- Coat of arms
- Coordinates (Gronowo Elbląskie): 54°5′6″N 19°18′26″E﻿ / ﻿54.08500°N 19.30722°E
- Country: Poland
- Voivodeship: Warmian-Masurian
- County: Elbląg County
- Seat: Gronowo Elbląskie

Area
- • Total: 89.2 km^{2} (34.4 sq mi)

Population (2006)
- • Total: 4,875
- • Density: 55/km^{2} (140/sq mi)
- Website: Gronowo

= Gmina Gronowo Elbląskie =

Gmina Gronowo Elbląskie is a rural gmina (administrative district) in Elbląg County, Warmian-Masurian Voivodeship, in northern Poland. Its seat is the village of Gronowo Elbląskie, which lies approximately 7 km west of Elbląg and 86 km north-west of the regional capital Olsztyn.

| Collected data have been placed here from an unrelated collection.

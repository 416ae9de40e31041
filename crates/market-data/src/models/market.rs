use std::collections::HashMap;

use rust_decimal::Decimal;
use serde::{Deserialize, Serialize};

/// Market snapshot for a single coin, straight from the provider.
///
/// Every figure may be missing on the wire; nothing here is defaulted.
#[derive(Debug, Clone, PartialEq, Serialize, Deserialize)]
pub struct MarketInfoRaw {
    pub uid: String,
    #[serde(default, deserialize_with = "super::lenient::decimal")]
    pub price: Option<Decimal>,
    #[serde(default, deserialize_with = "super::lenient::decimal")]
    pub price_change_24h: Option<Decimal>,
    #[serde(default, deserialize_with = "super::lenient::decimal")]
    pub market_cap: Option<Decimal>,
    #[serde(default)]
    pub market_cap_rank: Option<i32>,
    #[serde(default, deserialize_with = "super::lenient::decimal")]
    pub total_volume: Option<Decimal>,
}

/// Which market snapshot batch to request.
#[derive(Debug, Clone, PartialEq, Eq)]
pub enum MarketInfoQuery {
    /// Top `limit` coins by market cap. `defi` restricts to DeFi coins.
    Top {
        limit: u32,
        currency: String,
        defi: bool,
    },
    /// An explicit identifier set.
    Coins { uids: Vec<String>, currency: String },
    /// Every coin in a category.
    Category { uid: String, currency: String },
}

impl MarketInfoQuery {
    pub fn currency(&self) -> &str {
        match self {
            Self::Top { currency, .. }
            | Self::Coins { currency, .. }
            | Self::Category { currency, .. } => currency,
        }
    }
}

/// Price row from the `coins` endpoint with price fields.
#[derive(Debug, Clone, PartialEq, Serialize, Deserialize)]
pub struct CoinPriceResponse {
    pub uid: String,
    #[serde(default, deserialize_with = "super::lenient::decimal")]
    pub price: Option<Decimal>,
    #[serde(default, deserialize_with = "super::lenient::decimal")]
    pub price_change_24h: Option<Decimal>,
    #[serde(default, deserialize_with = "super::lenient::count")]
    pub last_updated: Option<i64>,
}

/// DeFi protocol row. `uid` is only present when the protocol is also a coin.
#[derive(Debug, Clone, PartialEq, Serialize, Deserialize)]
pub struct DefiMarketInfoResponse {
    #[serde(default)]
    pub uid: Option<String>,
    pub name: String,
    #[serde(default)]
    pub logo: String,
    #[serde(default, deserialize_with = "super::lenient::decimal")]
    pub tvl: Option<Decimal>,
    pub tvl_rank: i32,
    #[serde(default, deserialize_with = "super::lenient::decimal")]
    pub tvl_change_1d: Option<Decimal>,
    #[serde(default, deserialize_with = "super::lenient::decimal")]
    pub tvl_change_1w: Option<Decimal>,
    #[serde(default, deserialize_with = "super::lenient::decimal")]
    pub tvl_change_1m: Option<Decimal>,
    #[serde(default)]
    pub chains: Vec<String>,
    #[serde(default, deserialize_with = "super::lenient::decimal_map")]
    pub chain_tvls: HashMap<String, Option<Decimal>>,
}

#[cfg(test)]
mod tests {
    use super::*;
    use rust_decimal_macros::dec;

    #[test]
    fn test_deserialize_market_info_with_string_and_number_decimals() {
        let json = r#"{
            "uid": "bitcoin",
            "price": "50000.123456789012345678",
            "price_change_24h": -1.25,
            "market_cap": "980000000000",
            "market_cap_rank": 1,
            "total_volume": null
        }"#;
        let raw: MarketInfoRaw = serde_json::from_str(json).unwrap();
        assert_eq!(raw.price, Some(dec!(50000.123456789012345678)));
        assert_eq!(raw.price_change_24h, Some(dec!(-1.25)));
        assert_eq!(raw.market_cap_rank, Some(1));
        assert_eq!(raw.total_volume, None);
    }

    #[test]
    fn test_number_decimals_keep_full_precision() {
        let json = r#"{"uid": "shiba", "price": 0.000008123456789012345}"#;
        let raw: MarketInfoRaw = serde_json::from_str(json).unwrap();
        assert_eq!(raw.price, Some(dec!(0.000008123456789012345)));
    }

    #[test]
    fn test_over_precise_price_is_dropped_not_rounded() {
        let json = r#"{
            "uid": "dust",
            "price": 0.0000000000123456789012345678901234567,
            "market_cap": 1e32,
            "total_volume": "15.5"
        }"#;
        let raw: MarketInfoRaw = serde_json::from_str(json).unwrap();
        assert_eq!(raw.uid, "dust");
        assert_eq!(raw.price, None);
        assert_eq!(raw.market_cap, None);
        assert_eq!(raw.total_volume, Some(dec!(15.5)));
    }

    #[test]
    fn test_query_currency() {
        let query = MarketInfoQuery::Category {
            uid: "defi".to_string(),
            currency: "usd".to_string(),
        };
        assert_eq!(query.currency(), "usd");
    }

    #[test]
    fn test_deserialize_defi_market_info_without_uid() {
        let json = r#"{
            "name": "Curve",
            "logo": "https://example.com/curve.png",
            "tvl": "1200000000",
            "tvl_rank": 4,
            "tvl_change_1d": "0.5",
            "chains": ["Ethereum", "Polygon"],
            "chain_tvls": {"Ethereum": "1000000000", "Polygon": null}
        }"#;
        let raw: DefiMarketInfoResponse = serde_json::from_str(json).unwrap();
        assert_eq!(raw.uid, None);
        assert_eq!(raw.tvl, Some(dec!(1200000000)));
        assert_eq!(raw.tvl_rank, 4);
        assert_eq!(raw.tvl_change_1w, None);
        assert_eq!(raw.chain_tvls.get("Polygon"), Some(&None));
    }

    #[test]
    fn test_defi_row_survives_unrepresentable_tvl() {
        let json = r#"{
            "uid": "curve-dao-token",
            "name": "Curve",
            "tvl": 1e35,
            "tvl_rank": 4,
            "chain_tvls": {"Ethereum": 1e35, "Polygon": 12.5}
        }"#;
        let raw: DefiMarketInfoResponse = serde_json::from_str(json).unwrap();
        assert_eq!(raw.tvl, None);
        assert_eq!(raw.chain_tvls.get("Ethereum"), Some(&None));
        assert_eq!(raw.chain_tvls.get("Polygon"), Some(&Some(dec!(12.5))));
    }
}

The gmina covers an area of 89.2 km2, and as of 2006 its total population is 4,875.

==Villages==
Gmina Gronowo Elbląskie contains the villages and settlements of Błotnica, Czarna Grobla, Dworki, Fiszewo, Gajewiec, Gronowo Elbląskie, Jasionno, Jegłownik, Karczowiska Górne, Kopanka Druga, Kopanka Pierwsza, Mechnica, Mojkowo, Nogat, Nowy Dwór Elbląski, Oleśno, Różany, Rozgart, Sporowo, Szopy, Wikrowo and Wiktorowo.

==Neighbouring gminas==
Gmina Gronowo Elbląskie is bordered by the gminas of Elbląg, Markusy, Nowy Dwór Gdański and Stare Pole.